_Assigned task_
From the opening line of the records through the line bearing "use warden_cosmos::warden::WardenQueryClient;", set down every line exactly.

_Study material_

use std::sync::Arc;

use async_trait::async_trait;
use eyre::{Result, WrapErr};
use tracing::{info, instrument, warn};

use reqwest_utils::{Auth, EthRpcClient, HttpClient};
use warden_base::{BaseAgent, CoreMetrics, MetricsCollector, Scraper, Server};
use warden_cosmos::warden::WardenQueryClient;

use crate::collectors::{
    ActionsCollector, AuthCollector, CoingeckoCollector, EvmBalanceCollector, EvmChain,
    GrpcConnector, IntentsCollector, MessariCollector, MintCollector, OpenAiCollector,
    ValidatorsCollector, VeniceCollector, WalletCollector, WardenCollector, WarpCollector,
    XaiCollector, COINGECKO_API_URL, COINGECKO_KEY_HEADER, MESSARI_API_URL, OPENAI_API_URL,
    VENICE_API_URL, XAI_API_URL,
};
use crate::settings::{EvmConf, ExporterSettings};

/// The Warden exporter: a set of collectors behind the metrics server.
#[derive(Debug)]
pub struct Exporter {
    scraper: Arc<Scraper>,
    server: Arc<Server>,
}

#[async_trait]
impl BaseAgent for Exporter {
    const AGENT_NAME: &'static str = "warden_exporter";

    type Settings = ExporterSettings;

    #[instrument(skip_all, fields(chain_id = %settings.chain_id))]
    async fn from_settings(settings: Self::Settings, metrics: Arc<CoreMetrics>) -> Result<Self> {
        let collectors = build_collectors(&settings, &metrics)?;
        if collectors.is_empty() {
            warn!("No collector is enabled, /metrics will only carry scrape durations");
        }

        let scraper = collectors.into_iter().fold(
            Scraper::new(metrics, settings.scrape_timeout()),
            Scraper::with_collector,
        );

        let scraper = Arc::new(scraper);
        let server = Arc::new(Server::new(settings.metrics_port, scraper.clone()));
        Ok(Self { scraper, server })
    }

    async fn run(self) -> Result<()> {
        info!(collectors = ?self.scraper.collector_names(), "Serving metrics");
        tokio::select! {
            served = self.server.clone().run() => served,
            signal = tokio::signal::ctrl_c() => {
                signal.wrap_err("Failed to listen for the shutdown signal")?;
                info!("Received shutdown signal");
                Ok(())
            }
        }
    }
}

/// Instantiate every collector the settings switch on.
fn build_collectors(
    settings: &ExporterSettings,
    metrics: &CoreMetrics,
) -> Result<Vec<Arc<dyn MetricsCollector>>> {
    let timeout = settings.scrape_timeout();
    let chain_id = settings.chain_id.clone();
    let mut collectors: Vec<Arc<dyn MetricsCollector>> = Vec::new();

    let grpc = Arc::new(
        settings
            .build_grpc_provider()
            .wrap_err("Failed to build the gRPC provider")?,
    );

    if let Some(conf) = settings.validators {
        collectors.push(Arc::new(ValidatorsCollector::new(
            metrics,
            Arc::new(GrpcConnector::new(settings.chain.clone())),
            chain_id.clone(),
            settings.exponent,
            conf,
        )?));
    }

    if settings.warden_metrics {
        let warden = Arc::new(WardenQueryClient::new(grpc.as_ref().clone()));
        collectors.push(Arc::new(WardenCollector::new(
            metrics,
            warden.clone(),
            chain_id.clone(),
        )?));
        collectors.push(Arc::new(IntentsCollector::new(
            metrics,
            warden.clone(),
            chain_id.clone(),
        )?));
        collectors.push(Arc::new(ActionsCollector::new(
            metrics,
            warden,
            chain_id.clone(),
        )?));
        collectors.push(Arc::new(AuthCollector::new(
            metrics,
            grpc.clone(),
            chain_id.clone(),
        )?));
    }

    if settings.mint_metrics {
        collectors.push(Arc::new(MintCollector::new(
            metrics,
            grpc.clone(),
            grpc.clone(),
            chain_id.clone(),
            settings.denom.clone(),
            settings.exponent,
        )?));
    }

    if !settings.wallet_addresses.is_empty() {
        collectors.push(Arc::new(WalletCollector::new(
            metrics,
            grpc.clone(),
            chain_id.clone(),
            settings.denom.clone(),
            settings.exponent,
            settings.wallet_addresses.clone(),
        )?));
    }

    for (chain, conf) in [
        (EvmChain::BASE, &settings.base_chain),
        (EvmChain::BNB, &settings.bnb),
    ] {
        if let Some(EvmConf { rpc_url, addresses }) = conf {
            let client = EthRpcClient::new(rpc_url, timeout)
                .wrap_err_with(|| format!("Invalid {} RPC url", chain.name))?;
            collectors.push(Arc::new(EvmBalanceCollector::new(
                metrics,
                chain,
                client,
                addresses.clone(),
            )?));
        }
    }

    if let Some(key) = &settings.venice {
        let client = HttpClient::new(
            VENICE_API_URL,
            Auth::Bearer(key.expose().to_owned()),
            timeout,
        )?;
        collectors.push(Arc::new(VeniceCollector::new(metrics, client)?));
    }

    if let Some(key) = &settings.messari {
        let client = HttpClient::new(
            MESSARI_API_URL,
            Auth::Bearer(key.expose().to_owned()),
            timeout,
        )?;
        collectors.push(Arc::new(MessariCollector::new(metrics, client)?));
    }

    if let Some(key) = &settings.coingecko {
        let client = HttpClient::new(
            COINGECKO_API_URL,
            Auth::Header {
                name: COINGECKO_KEY_HEADER,
                value: key.expose().to_owned(),
            },
            timeout,
        )?;
        collectors.push(Arc::new(CoingeckoCollector::new(metrics, client)?));
    }

    if let Some(xai) = &settings.xai {
        let client = HttpClient::new(
            XAI_API_URL,
            Auth::Bearer(xai.api_key.expose().to_owned()),
            timeout,
        )?;
        collectors.push(Arc::new(XaiCollector::new(
            metrics,
            client,
            xai.team_id.clone(),
        )?));
    }

    if let Some(key) = &settings.openai {
        let client = HttpClient::new(
            OPENAI_API_URL,
            Auth::Bearer(key.expose().to_owned()),
            timeout,
        )?;
        collectors.push(Arc::new(OpenAiCollector::new(metrics, client)?));
    }

    if let Some(warp) = &settings.warp {
        collectors.push(Arc::new(WarpCollector::new(
            metrics,
            warp.connection_url()?,
            chain_id,
            timeout,
        )?));
    }

    Ok(collectors)
}

#[cfg(test)]
mod tests {
    use warden_base::settings::{FromRawConf, RawConf};

    use super::*;
    use crate::test_utils::test_metrics;

    async fn exporter(entries: &[(&str, &str)]) -> Exporter {
        let raw = RawConf::new(entries.iter().copied());
        let settings = ExporterSettings::from_config(&raw).unwrap();
        Exporter::from_settings(settings, test_metrics()).await.unwrap()
    }

    #[tokio::test]
    async fn registers_only_the_validators_by_default() {
        let exporter = exporter(&[]).await;
        assert_eq!(exporter.scraper.collector_names(), vec!["validators"]);
    }

    #[tokio::test]
    async fn registers_every_enabled_collector() {
        let exporter = exporter(&[
            ("WARDEN_METRICS", "true"),
            ("MINT_METRICS", "true"),
            ("WALLET_ADDRESSES", "warden1abc"),
            ("BASE_METRICS", "true"),
            ("BASE_RPC_URL", "https://mainnet.base.org"),
            ("BASE_ADDRESSES", "0x0000000000000000000000000000000000000001"),
            ("BNB_METRICS", "true"),
            ("BNB_RPC_URL", "https://bsc-dataseed.bnbchain.org"),
            ("BNB_ADDRESSES", "0x0000000000000000000000000000000000000002"),
            ("VENICE_METRICS", "true"),
            ("VENICE_API_KEY", "venice"),
            ("MESSARI_METRICS", "true"),
            ("MESSARI_API_KEY", "messari"),
            ("COINGECKO_METRICS", "true"),
            ("COINGECKO_API_KEY", "coingecko"),
            ("XAI_METRICS", "true"),
            ("XAI_API_KEY", "xai"),
            ("XAI_TEAM_ID", "team"),
            ("OPENAI_METRICS", "true"),
            ("OPENAI_API_KEY", "openai"),
            ("WARP_METRICS", "true"),
            ("WARP_DB_HOST", "db.internal"),
            ("WARP_DB_USER", "warp"),
            ("WARP_DB_PASS", "secret"),
            ("WARP_DB", "quests"),
        ])
        .await;

        assert_eq!(
            exporter.scraper.collector_names(),
            vec![
                "validators",
                "warden",
                "intents",
                "actions",
                "auth",
                "mint",
                "wallet",
                "base",
                "bnb",
                "venice",
                "messari",
                "coingecko",
                "xai",
                "openai",
                "warp",
            ]
        );
    }

    #[tokio::test]
    async fn disabling_validators_leaves_nothing_registered() {
        let exporter = exporter(&[("VALIDATOR_METRICS", "false")]).await;
        assert!(exporter.scraper.collector_names().is_empty());
    }
}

_Exercise solution_
use std::sync::Arc;

use async_trait::async_trait;
use eyre::{Result, WrapErr};
use tracing::{info, instrument, warn};

use reqwest_utils::{Auth, EthRpcClient, HttpClient};
use warden_base::{BaseAgent, CoreMetrics, MetricsCollector, Scraper, Server};
use warden_cosmos::warden::WardenQueryClient;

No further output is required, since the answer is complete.